THE INPUT:
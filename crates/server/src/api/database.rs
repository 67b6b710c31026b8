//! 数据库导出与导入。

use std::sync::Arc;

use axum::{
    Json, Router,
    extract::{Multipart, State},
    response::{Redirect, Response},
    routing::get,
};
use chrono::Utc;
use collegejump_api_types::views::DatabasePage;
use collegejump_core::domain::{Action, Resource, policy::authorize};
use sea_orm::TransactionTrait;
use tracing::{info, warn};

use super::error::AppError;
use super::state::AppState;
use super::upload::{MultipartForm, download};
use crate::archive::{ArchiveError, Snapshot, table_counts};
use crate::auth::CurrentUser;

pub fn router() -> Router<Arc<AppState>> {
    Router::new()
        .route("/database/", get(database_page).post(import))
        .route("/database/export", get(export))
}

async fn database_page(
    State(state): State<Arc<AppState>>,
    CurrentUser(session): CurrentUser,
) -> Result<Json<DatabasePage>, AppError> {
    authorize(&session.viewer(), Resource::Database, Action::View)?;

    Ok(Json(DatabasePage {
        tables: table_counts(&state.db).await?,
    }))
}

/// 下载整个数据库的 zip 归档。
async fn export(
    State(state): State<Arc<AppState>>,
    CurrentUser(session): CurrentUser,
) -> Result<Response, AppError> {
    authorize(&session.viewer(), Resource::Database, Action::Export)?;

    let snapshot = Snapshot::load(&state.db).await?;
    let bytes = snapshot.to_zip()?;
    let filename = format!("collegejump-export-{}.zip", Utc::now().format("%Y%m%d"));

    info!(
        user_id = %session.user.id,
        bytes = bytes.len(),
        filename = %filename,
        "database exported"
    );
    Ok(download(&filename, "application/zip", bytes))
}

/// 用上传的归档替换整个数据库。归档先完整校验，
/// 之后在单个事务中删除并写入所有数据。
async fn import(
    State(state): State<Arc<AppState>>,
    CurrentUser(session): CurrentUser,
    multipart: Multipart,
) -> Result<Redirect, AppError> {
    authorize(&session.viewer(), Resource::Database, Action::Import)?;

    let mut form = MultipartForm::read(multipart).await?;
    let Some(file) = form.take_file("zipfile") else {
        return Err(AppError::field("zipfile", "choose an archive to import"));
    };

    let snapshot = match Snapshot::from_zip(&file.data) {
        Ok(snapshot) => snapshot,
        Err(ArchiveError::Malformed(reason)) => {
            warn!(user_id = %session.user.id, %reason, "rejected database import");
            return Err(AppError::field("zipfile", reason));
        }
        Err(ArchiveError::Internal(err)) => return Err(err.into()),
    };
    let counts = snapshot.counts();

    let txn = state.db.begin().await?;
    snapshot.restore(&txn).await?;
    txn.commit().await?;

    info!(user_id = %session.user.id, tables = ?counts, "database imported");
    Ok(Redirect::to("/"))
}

PROMPT:
Make a faithful copy of every record above.

RESULT:
filename crates/server/src/api/database.rs
repository 67b6b710c31026b8
//! 数据库导出与导入。

use std::sync::Arc;

use axum::{
    Json, Router,
    extract::{Multipart, State},
    response::{Redirect, Response},
    routing::get,
};
use chrono::Utc;
use collegejump_api_types::views::DatabasePage;
use collegejump_core::domain::{Action, Resource, policy::authorize};
use sea_orm::TransactionTrait;
use tracing::{info, warn};

use super::error::AppError;
use super::state::AppState;
use super::upload::{MultipartForm, download};
use crate::archive::{ArchiveError, Snapshot, table_counts};
use crate::auth::CurrentUser;

pub fn router() -> Router<Arc<AppState>> {
    Router::new()
        .route("/database/", get(database_page).post(import))
        .route("/database/export", get(export))
}

async fn database_page(
    State(state): State<Arc<AppState>>,
    CurrentUser(session): CurrentUser,
) -> Result<Json<DatabasePage>, AppError> {
    authorize(&session.viewer(), Resource::Database, Action::View)?;

    Ok(Json(DatabasePage {
        tables: table_counts(&state.db).await?,
    }))
}

/// 下载整个数据库的 zip 归档。
async fn export(
    State(state): State<Arc<AppState>>,
    CurrentUser(session): CurrentUser,
) -> Result<Response, AppError> {
    authorize(&session.viewer(), Resource::Database, Action::Export)?;

    let snapshot = Snapshot::load(&state.db).await?;
    let bytes = snapshot.to_zip()?;
    let filename = format!("collegejump-export-{}.zip", Utc::now().format("%Y%m%d"));

    info!(
        user_id = %session.user.id,
        bytes = bytes.len(),
        filename = %filename,
        "database exported"
    );
    Ok(download(&filename, "application/zip", bytes))
}

/// 用上传的归档替换整个数据库。归档先完整校验，
/// 之后在单个事务中删除并写入所有数据。
async fn import(
    State(state): State<Arc<AppState>>,
    CurrentUser(session): CurrentUser,
    multipart: Multipart,
) -> Result<Redirect, AppError> {
    authorize(&session.viewer(), Resource::Database, Action::Import)?;

    let mut form = MultipartForm::read(multipart).await?;
    let Some(file) = form.take_file("zipfile") else {
        return Err(AppError::field("zipfile", "choose an archive to import"));
    };

    let snapshot = match Snapshot::from_zip(&file.data) {
        Ok(snapshot) => snapshot,
        Err(ArchiveError::Malformed(reason)) => {
            warn!(user_id = %session.user.id, %reason, "rejected database import");
            return Err(AppError::field("zipfile", reason));
        }
        Err(ArchiveError::Internal(err)) => return Err(err.into()),
    };
    let counts = snapshot.counts();

    let txn = state.db.begin().await?;
    snapshot.restore(&txn).await?;
    txn.commit().await?;

    info!(user_id = %session.user.id, tables = ?counts, "database imported");
    Ok(Redirect::to("/"))
}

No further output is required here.